Further to this there are what is called post-orgasm disorders, which would better categorise the condition: 'Post-orgasm illness syndrome' (see post-orgasm disorders section) .
Sexual pain disorders
Sexual pain disorders affect women almost exclusively and are also known as dyspareunia (painful intercourse) or vaginismus (an involuntary spasm of the muscles of the vaginal wall that interferes with intercourse).
Dyspareunia may be caused by insufficient lubrication (vaginal dryness) in women. Poor lubrication may result from insufficient excitement and stimulation, or from hormonal changes caused by menopause, pregnancy, or breast-feeding. Irritation from contraceptive creams and foams can also cause dryness, as can fear and anxiety about sex.
It is unclear exactly what causes vaginismus, but it is thought that past sexual trauma (such as rape or abuse) may play a role. Another female sexual pain disorder is called vulvodynia or vulvar vestibulitis. In this condition, women experience burning pain during sex which seems to be related to problems with the skin in the vulvar and vaginal areas. The cause is unknown.
Post-orgasmic diseases cause symptoms shortly after orgasm or ejaculation. Post-coital tristesse (PCT) is a feeling of melancholy and anxiety after sexual intercourse that lasts for up to two hours. Sexual headaches occur in the skull and neck during sexual activity, including masturbation, arousal or orgasm.
In men, postorgasmic illness syndrome (POIS) causes severe muscle pain throughout the body and other symptoms immediately following ejaculation.
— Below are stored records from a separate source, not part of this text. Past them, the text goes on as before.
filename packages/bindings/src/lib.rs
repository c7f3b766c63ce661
use napi::Result as NapiResult;
use napi_derive::napi;
use rust_decimal::Decimal;

use loan_readiness_core::affordability::profile::{self, ProfileInput};
use loan_readiness_core::amortization;
use loan_readiness_core::banks::registry::BankRegistry;
use loan_readiness_core::banks::simulator::{self, BankSimulationInput};

/// Convert any Display error into a napi::Error.
fn to_napi_error(e: impl std::fmt::Display) -> napi::Error {
    napi::Error::from_reason(e.to_string())
}

fn parse_decimal(field: &str, raw: &str) -> NapiResult<Decimal> {
    raw.parse::<Decimal>()
        .map_err(|e| to_napi_error(format!("{field}: {e}")))
}

/// `banks_json` overrides the built-in table when given.
fn registry_from(banks_json: Option<String>) -> NapiResult<BankRegistry> {
    match banks_json {
        Some(json) => serde_json::from_str(&json).map_err(to_napi_error),
        None => Ok(BankRegistry::default()),
    }
}

// ---------------------------------------------------------------------------
// Amortization
// ---------------------------------------------------------------------------

/// Decimal strings in and out to keep full precision across the JS boundary.
#[napi]
pub fn installment_to_loan(monthly: String, annual_rate: String, months: i32) -> NapiResult<String> {
    let monthly = parse_decimal("monthly", &monthly)?;
    let rate = parse_decimal("annual_rate", &annual_rate)?;
    Ok(amortization::installment_to_loan(monthly, rate, months).to_string())
}

#[napi]
pub fn loan_to_installment(loan: String, annual_rate: String, months: i32) -> NapiResult<String> {
    let loan = parse_decimal("loan", &loan)?;
    let rate = parse_decimal("annual_rate", &annual_rate)?;
    Ok(amortization::loan_to_installment(loan, rate, months).to_string())
}

// ---------------------------------------------------------------------------
// Affordability
// ---------------------------------------------------------------------------

#[napi]
pub fn calculate_profile(input_json: String) -> NapiResult<String> {
    let input: ProfileInput = serde_json::from_str(&input_json).map_err(to_napi_error)?;
    let output = profile::assess_profile(&input).map_err(to_napi_error)?;
    serde_json::to_string(&output).map_err(to_napi_error)
}

// ---------------------------------------------------------------------------
// Bank simulation
// ---------------------------------------------------------------------------

#[napi]
pub fn simulate_banks(input_json: String, banks_json: Option<String>) -> NapiResult<String> {
    let input: BankSimulationInput = serde_json::from_str(&input_json).map_err(to_napi_error)?;
    let registry = registry_from(banks_json)?;
    let output = simulator::run_bank_simulation(&input, &registry).map_err(to_napi_error)?;
    serde_json::to_string(&output).map_err(to_napi_error)
}

#[napi]
pub fn default_bank_profiles() -> NapiResult<String> {
    serde_json::to_string(BankRegistry::default().profiles()).map_err(to_napi_error)
}
use serde::de::DeserializeOwned;
use std::io::{self, Read};

/// Attempt to read a JSON request from stdin if data is being piped.
/// Returns None if stdin is a TTY (interactive) or empty.
pub fn read_stdin<T: DeserializeOwned>() -> Result<Option<T>, Box<dyn std::error::Error>> {
    if atty::is(atty::Stream::Stdin) {
        return Ok(None);
    }

    let mut buffer = String::new();
    io::stdin().read_to_string(&mut buffer)?;

    let trimmed = buffer.trim();
    if trimmed.is_empty() {
        return Ok(None);
    }

    let value: T = serde_json::from_str(trimmed)
        .map_err(|e| format!("Failed to parse stdin: {e}"))?;
    Ok(Some(value))
}
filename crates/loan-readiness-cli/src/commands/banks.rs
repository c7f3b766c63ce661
use clap::Args;
use serde_json::Value;

use crate::input;

/// Arguments for listing the active bank table
#[derive(Args)]
pub struct BanksArgs {
    /// Bank table (JSON or YAML) replacing the built-in profiles
    #[arg(long)]
    pub banks: Option<String>,

    /// Show a single bank by id
    #[arg(long)]
    pub id: Option<String>,
}

pub fn run_banks(args: BanksArgs) -> Result<Value, Box<dyn std::error::Error>> {
    let registry = input::file::bank_registry_or_default(args.banks.as_deref())?;

    match args.id {
        Some(id) => {
            let profile = registry
                .get(&id)
                .ok_or_else(|| format!("Unknown bank id '{id}'"))?;
            Ok(serde_json::json!({ "result": profile }))
        }
        None => Ok(serde_json::to_value(registry.profiles())?),
    }
}
pub mod profile;
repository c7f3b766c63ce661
use serde_json::Value;

use super::bank_rows;

/// Print just the key answer value from the output.
///
/// Simulations print one `bank: verdict (ratio)` line per bank. Everything
/// else looks for well-known result fields in order of priority, then falls
/// back to the first field in the result object.
pub fn print_minimal(value: &Value) {
    if let Some(banks) = bank_rows(value) {
        for bank in banks {
            println!(
                "{}: {} ({})",
                format_minimal(&bank["bank_id"]),
                format_minimal(&bank["verdict"]),
                format_minimal(&bank["ratio"]),
            );
        }
        return;
    }

    let result_obj = value
        .as_object()
        .and_then(|m| m.get("result"))
        .unwrap_or(value);

    let priority_keys = ["status", "monthly_installment", "loan"];

    if let Value::Object(map) = result_obj {
        for key in &priority_keys {
            if let Some(val) = map.get(*key) {
                if !val.is_null() {
                    println!("{}", format_minimal(val));
                    return;
                }
            }
        }

        if let Some((key, val)) = map.iter().next() {
            println!("{}: {}", key, format_minimal(val));
            return;
        }
    }

    if let Value::Array(items) = result_obj {
        for item in items {
            match item.get("id") {
                Some(id) => println!("{}", format_minimal(id)),
                None => println!("{}", format_minimal(item)),
            }
        }
        return;
    }

    println!("{}", format_minimal(result_obj));
}

fn format_minimal(value: &Value) -> String {
    match value {
        Value::String(s) => s.clone(),
        Value::Number(n) => n.to_string(),
        Value::Bool(b) => b.to_string(),
        Value::Null => "null".to_string(),
        _ => serde_json::to_string(value).unwrap_or_default(),
    }
}
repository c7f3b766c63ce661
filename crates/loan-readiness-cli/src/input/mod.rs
pub mod file;
pub mod stdin;
use async_trait::async_trait;

use crate::{
    application::repos::{PageBlockRow, PageHeaderRow, PagesRepo, RepoError},
    domain::types::{PageId, RecordStatus, flag, parse_flag},
};

use super::{PostgresRepositories, map_sqlx_error};

const FIND_ACTIVE_PAGE_SQL: &str = r#"
    SELECT p.id, p.revision_id, p.template_id, p.title, p.navigation_title,
           p.navigation_title_overwrite, p.data,
           m.title AS meta_title, m.title_overwrite AS meta_title_overwrite,
           m.keywords AS meta_keywords, m.keywords_overwrite AS meta_keywords_overwrite,
           m.description AS meta_description,
           m.description_overwrite AS meta_description_overwrite,
           m.custom AS meta_custom,
           m.url, m.url_overwrite,
           t.path AS template_path, t.data AS template_data
    FROM pages AS p
    INNER JOIN meta AS m ON p.meta_id = m.id
    INNER JOIN pages_templates AS t ON p.template_id = t.id
    WHERE p.id = $1 AND p.status = $2 AND p.hidden = $3 AND p.language = $4
    LIMIT 1
"#;

const LIST_ACTIVE_BLOCKS_SQL: &str = r#"
    SELECT pb.id, pb.extra_id, pb.html,
           pe.module AS extra_module, pe.type AS extra_type,
           pe.action AS extra_action, pe.data AS extra_data
    FROM pages_blocks AS pb
    LEFT OUTER JOIN pages_extras AS pe ON pb.extra_id = pe.id
    WHERE pb.revision_id = $1 AND pb.status = $2
    ORDER BY pb.id
"#;

#[derive(sqlx::FromRow)]
struct PageRow {
    id: i64,
    revision_id: i64,
    template_id: i64,
    title: String,
    navigation_title: String,
    navigation_title_overwrite: String,
    data: Option<String>,
    meta_title: String,
    meta_title_overwrite: String,
    meta_keywords: String,
    meta_keywords_overwrite: String,
    meta_description: String,
    meta_description_overwrite: String,
    meta_custom: Option<String>,
    url: String,
    url_overwrite: String,
    template_path: String,
    template_data: Option<String>,
}

impl From<PageRow> for PageHeaderRow {
    fn from(row: PageRow) -> Self {
        Self {
            id: row.id,
            revision_id: row.revision_id,
            template_id: row.template_id,
            title: row.title,
            navigation_title: row.navigation_title,
            navigation_title_overwrite: parse_flag(&row.navigation_title_overwrite),
            data: row.data,
            meta_title: row.meta_title,
            meta_title_overwrite: parse_flag(&row.meta_title_overwrite),
            meta_keywords: row.meta_keywords,
            meta_keywords_overwrite: parse_flag(&row.meta_keywords_overwrite),
            meta_description: row.meta_description,
            meta_description_overwrite: parse_flag(&row.meta_description_overwrite),
            meta_custom: row.meta_custom,
            url: row.url,
            url_overwrite: parse_flag(&row.url_overwrite),
            template_path: row.template_path,
            template_data: row.template_data,
        }
    }
}

#[derive(sqlx::FromRow)]
struct BlockRow {
    id: i64,
    extra_id: Option<i64>,
    html: Option<String>,
    extra_module: Option<String>,
    extra_type: Option<String>,
    extra_action: Option<String>,
    extra_data: Option<String>,
}

impl From<BlockRow> for PageBlockRow {
    fn from(row: BlockRow) -> Self {
        Self {
            id: row.id,
            extra_id: row.extra_id,
            html: row.html.unwrap_or_default(),
            extra_module: row.extra_module,
            extra_type: row.extra_type,
            extra_action: row.extra_action,
            extra_data: row.extra_data,
        }
    }
}

#[async_trait]
impl PagesRepo for PostgresRepositories {
    async fn find_active_page(
        &self,
        id: PageId,
        language: &str,
    ) -> Result<Option<PageHeaderRow>, RepoError> {
        let row = sqlx::query_as::<_, PageRow>(FIND_ACTIVE_PAGE_SQL)
            .bind(id.get())
            .bind(RecordStatus::Active.as_str())
            .bind(flag(false))
            .bind(language)
            .fetch_optional(self.pool())
            .await
            .map_err(map_sqlx_error)?;

        Ok(row.map(PageHeaderRow::from))
    }

    async fn list_active_blocks(&self, revision_id: i64) -> Result<Vec<PageBlockRow>, RepoError> {
        let rows = sqlx::query_as::<_, BlockRow>(LIST_ACTIVE_BLOCKS_SQL)
            .bind(revision_id)
            .bind(RecordStatus::Active.as_str())
            .fetch_all(self.pool())
            .await
            .map_err(map_sqlx_error)?;

        Ok(rows.into_iter().map(PageBlockRow::from).collect())
    }
}

#[cfg(test)]
mod tests {
    use super::*;

    #[test]
    fn flag_columns_become_booleans() {
        let header = PageHeaderRow::from(PageRow {
            id: 1,
            revision_id: 14,
            template_id: 3,
            title: "Home".into(),
            navigation_title: "Home".into(),
            navigation_title_overwrite: "N".into(),
            data: None,
            meta_title: "Home".into(),
            meta_title_overwrite: "Y".into(),
            meta_keywords: String::new(),
            meta_keywords_overwrite: "N".into(),
            meta_description: String::new(),
            meta_description_overwrite: "N".into(),
            meta_custom: None,
            url: "home".into(),
            url_overwrite: "Y".into(),
            template_path: "core/layout/templates/home.tpl".into(),
            template_data: None,
        });

        assert!(!header.navigation_title_overwrite);
        assert!(header.meta_title_overwrite);
        assert!(header.url_overwrite);
    }

    #[test]
    fn null_block_html_becomes_empty() {
        let block = PageBlockRow::from(BlockRow {
            id: 3,
            extra_id: Some(9),
            html: None,
            extra_module: Some("search".into()),
            extra_type: Some("widget".into()),
            extra_action: None,
            extra_data: None,
        });

        assert_eq!(block.html, "");
        assert_eq!(block.extra_id, Some(9));
    }
}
The symptoms last for up to a week. Some doctors speculate that the frequency of POIS "in the population may be greater than has been reported in the academic literature", and that many POIS sufferers are undiagnosed.
Symptomology of POIS may present as adrenergic-type presentation; Rapid breathing, paraesthesia, palpitations, headaches, aphasia, nausea, itchy eyes, fever, muscle pain/weakness and fatigue.
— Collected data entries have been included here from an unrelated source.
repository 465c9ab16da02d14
//! Storage codec for setting values and free-form payload columns.
//!
//! Values are stored as JSON text. Any `serde` type can be written, and the
//! dynamic [`SettingValue`] covers the untyped cases (null, bool, number,
//! string, sequence, string-keyed mapping).

use serde::{Serialize, de::DeserializeOwned};
use thiserror::Error;
use tracing::debug;

/// Dynamic value held in the settings cache and in decoded page payloads.
pub type SettingValue = serde_json::Value;

#[derive(Debug, Error)]
pub enum CodecError {
    #[error("encoded value is empty")]
    Empty,
    #[error("malformed encoded value: {0}")]
    Malformed(#[source] serde_json::Error),
    #[error("value cannot be encoded: {0}")]
    Encode(#[source] serde_json::Error),
}

/// How a column reacts to a blob that fails to decode.
#[derive(Debug, Clone, Copy, PartialEq, Eq)]
pub enum DecodePolicy {
    /// Absent or empty blobs yield `None`; malformed blobs are an error.
    Strict,
    /// Absent, empty and malformed blobs all yield `None`.
    Lenient,
}

pub fn encode<T: Serialize + ?Sized>(value: &T) -> Result<String, CodecError> {
    serde_json::to_string(value).map_err(CodecError::Encode)
}

pub fn decode<T: DeserializeOwned>(blob: &str) -> Result<T, CodecError> {
    if blob.trim().is_empty() {
        return Err(CodecError::Empty);
    }
    serde_json::from_str(blob).map_err(CodecError::Malformed)
}

pub fn encode_value(value: &SettingValue) -> Result<String, CodecError> {
    encode(value)
}

pub fn decode_value(blob: &str) -> Result<SettingValue, CodecError> {
    decode(blob)
}

/// Decode an optional column according to `policy`.
pub fn decode_with(
    policy: DecodePolicy,
    field: &'static str,
    blob: Option<&str>,
) -> Result<Option<SettingValue>, CodecError> {
    let Some(blob) = blob.filter(|blob| !blob.is_empty()) else {
        return Ok(None);
    };

    match (decode_value(blob), policy) {
        (Ok(value), _) => Ok(Some(value)),
        (Err(err), DecodePolicy::Strict) => Err(err),
        (Err(err), DecodePolicy::Lenient) => {
            debug!(field, error = %err, "discarding undecodable payload");
            Ok(None)
        }
    }
}
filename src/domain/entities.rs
//! Domain entities assembled from persistent storage.

use std::collections::BTreeMap;

use serde::Serialize;

use super::{codec::SettingValue, types::PageId};

/// Every setting of one module, keyed by setting name.
pub type ModuleSettings = BTreeMap<String, SettingValue>;

/// A page with its metadata, template and ordered content blocks.
#[derive(Debug, Clone, PartialEq, Serialize)]
pub struct PageAggregate {
    pub id: PageId,
    pub revision_id: i64,
    pub template_id: i64,
    pub title: String,
    pub navigation_title: String,
    pub navigation_title_overwrite: bool,
    pub data: Option<SettingValue>,
    pub meta: PageMeta,
    pub template_path: String,
    pub template_data: Option<SettingValue>,
    pub blocks: Vec<PageBlock>,
}

/// Metadata denormalized from the `meta` relation.
#[derive(Debug, Clone, PartialEq, Serialize)]
pub struct PageMeta {
    pub title: String,
    pub title_overwrite: bool,
    pub keywords: String,
    pub keywords_overwrite: bool,
    pub description: String,
    pub description_overwrite: bool,
    pub custom: Option<String>,
    pub url: String,
    pub url_overwrite: bool,
}

/// One content block of a page revision.
#[derive(Debug, Clone, PartialEq, Serialize)]
pub struct PageBlock {
    pub id: i64,
    pub extra_id: Option<i64>,
    pub html: String,
    pub extra: Option<BlockExtra>,
}

/// The extra a block delegates rendering to.
#[derive(Debug, Clone, PartialEq, Serialize)]
pub struct BlockExtra {
    pub module: String,
    pub kind: String,
    pub action: Option<String>,
    pub data: Option<SettingValue>,
}

impl PageBlock {
    pub fn extra_module(&self) -> Option<&str> {
        self.extra.as_ref().map(|extra| extra.module.as_str())
    }

    pub fn extra_data(&self) -> Option<&SettingValue> {
        self.extra.as_ref().and_then(|extra| extra.data.as_ref())
    }
}
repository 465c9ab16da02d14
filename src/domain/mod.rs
//! Domain layer types and invariants.

pub mod codec;
pub mod entities;
pub mod error;
pub mod types;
From the onset of orgasm, symptoms can persist for up to a week in patients.
The aetiology of this condition is unknown, however it is believed to be a pathology of either the immune system or autonomic nervous systems. It is defined as a rare disease by the NIH but the prevalence is unknown. It is not thought to be psychiatric in nature, but it may present as anxiety relating to coital activities and thus may be incorrectly diagnosed as such. There is no known cure or treatment. 
Dhat Syndrome is another condition which occurs in men. It is a culture-bound syndrome which causes anxious and dysphoric mood after sex, but is distinct from the low-mood and concentration problems (acute aphasia) seen in Post-Orgasm illness syndrome *
Pelvic Floor Dysfunction
Uncommon sexual disorders in men
Erectile dysfunction from vascular disease is usually seen only amongst elderly individuals who have atherosclerosis. Vascular disease is common in individuals who have diabetes, peripheral vascular disease, hypertension and those who smoke. Any time blood flow to the penis is impaired, erectile dysfunction is the end result.
Hormone deficiency is a relatively rare cause of erectile dysfunction. In individuals with testicular failure like in Klinefelter syndrome, or those who have had radiation therapy, chemotherapy or childhood exposure to mumps virus, the testes may fail and not produce testosterone. Other hormonal causes of erectile failure include brain tumors, hyperthyroidism, hypothyroidism or disorders of the adrenal gland.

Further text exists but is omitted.